David Kwong Puzzles and Mystifies

Inside-Magic-BenefactorThere are some clever people in the world – we think we read that the current percentage of clever people (under the applicable ISO standard definition) is 17 percent.  We do not have actual data to support our belief that the percentage of similarly defined clever people in magic is much higher.  We have made up some estimates as high as 27 percent.

Magicians, by their nature, are clever people.  We marvel at ordinary things.  Trips to the hardware, crafts or electronic stores become wonderful adventures in imagination and exploration.  Anything written, said or shown can be analyzed by the naturally curious magician in an attempt to create magic.

So magicians are clever and constantly raise the bar on cleverness.  It is a wonderful source of inspiration and poor self-esteem to be around creative-types.

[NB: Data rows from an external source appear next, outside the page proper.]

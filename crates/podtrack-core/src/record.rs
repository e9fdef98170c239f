use crate::classifier::classify;
use crate::store::FieldMeta;
use crate::types::OutcomeField;
use serde_json::{Map, Value};

/// Join describe metadata with one fetched record into typed outcome
/// fields.
///
/// Every described field is classified and paired with its value; fields
/// absent from the record's projection get `Value::Null` rather than an
/// error. Names the classifier rejects are dropped and logged — a single
/// malformed field must not take down the request.
pub fn normalize(meta: &[FieldMeta], record: &Map<String, Value>) -> Vec<OutcomeField> {
    let mut fields = Vec::with_capacity(meta.len());
    for fm in meta {
        match classify(&fm.name, &fm.label) {
            Ok(tag) => fields.push(OutcomeField {
                tag,
                value: record.get(&fm.name).cloned().unwrap_or(Value::Null),
            }),
            Err(err) => {
                tracing::warn!(field = %fm.name, %err, "dropping unclassifiable field");
            }
        }
    }
    fields
}

#[cfg(test)]
mod tests {
    use super::*;
    use crate::types::FieldRole;
    use serde_json::json;

    fn meta(pairs: &[(&str, &str)]) -> Vec<FieldMeta> {
        pairs
            .iter()
            .map(|(name, label)| FieldMeta {
                name: name.to_string(),
                label: label.to_string(),
            })
            .collect()
    }

    #[test]
    fn pairs_values_with_classified_tags() {
        let meta = meta(&[
            ("TRN_Youth_abc_001_XYZ__c", "Shows up on time"),
            ("Total_Checked__c", "Total Checked"),
        ]);
        let record = json!({
            "TRN_Youth_abc_001_XYZ__c": true,
            "Total_Checked__c": 7
        });

        let fields = normalize(&meta, record.as_object().unwrap());
        assert_eq!(fields.len(), 2);
        assert_eq!(fields[0].tag.role, FieldRole::YouthFlag);
        assert!(fields[0].is_true());
        assert_eq!(fields[1].tag.role, FieldRole::TotalMarker);
        assert_eq!(fields[1].as_count(), 7);
    }

    #[test]
    fn missing_projection_value_becomes_null() {
        let meta = meta(&[("TRN_Youth_abc_001_XYZ__c", "Shows up on time")]);
        let record = Map::new();

        let fields = normalize(&meta, &record);
        assert_eq!(fields.len(), 1);
        assert_eq!(fields[0].value, Value::Null);
    }

    #[test]
    fn malformed_name_dropped_not_fatal() {
        let meta = meta(&[
            ("_Youth___c", "broken"),
            ("TRN_Youth_abc_001_XYZ__c", "fine"),
        ]);
        let record = Map::new();

        let fields = normalize(&meta, &record);
        assert_eq!(fields.len(), 1);
        assert_eq!(fields[0].tag.raw_name, "TRN_Youth_abc_001_XYZ__c");
    }
}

It is in that sense that we read with great admiration and instant self-condemnation that we did not think of the brilliant innovation designed by magician David Kwong.

We read this morning of his brilliant coup and association with our favorite Puzzle-Master Will Shortz  of The New York Times:

Today on stage at TED2014 magician and puzzler David Kwong blew minds when he pulled an audience member onstage, asked her to color in a few animals, and then revealed he was so sure he could predict her behavior that he had her choices written into the day’s New York Times crossword.

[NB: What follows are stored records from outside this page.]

use axum::extract::State;
use axum::{Extension, Json};

use crate::auth::AuthUser;
use crate::error::AppError;
use crate::state::AppState;

/// GET /api/tasks/starred — starred, not-yet-approved tasks across all
/// pods, for the favorites tab.
pub async fn list_starred(
    State(app): State<AppState>,
    Extension(user): Extension<AuthUser>,
) -> Result<Json<serde_json::Value>, AppError> {
    let tasks = tokio::task::spawn_blocking(move || {
        podtrack_core::service::starred_tasks(app.store.as_ref(), &app.roster, &user.id)
    })
    .await
    .map_err(|e| AppError(anyhow::anyhow!("task join error: {e}")))??;

    Ok(Json(serde_json::to_value(tasks)?))
}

We loathe to give away secrets on Inside Magic and so we will only say that Mr. Kwong performed his miracle prediction through cooperation with Mr. Shortz and the crossword puzzle he edits for the Times.  You can read more about the arrangement here.

Mr. Shortz and Mr. Kwong have worked together in the realm of crossword puzzle creation.  Mr. Kwong is a master at designing the puzzles and has had several published by the Times.  This was their first magic trick.

Mr. Shortz loves being mystified and, interestingly, does not try to puzzle out a solution to the mystery.

“I’m fascinated by it, but I’m always fooled. I watch, and I look, and I say, ‘I have no idea how that was done.’ That’s how it is with David. I am so easily fooled.”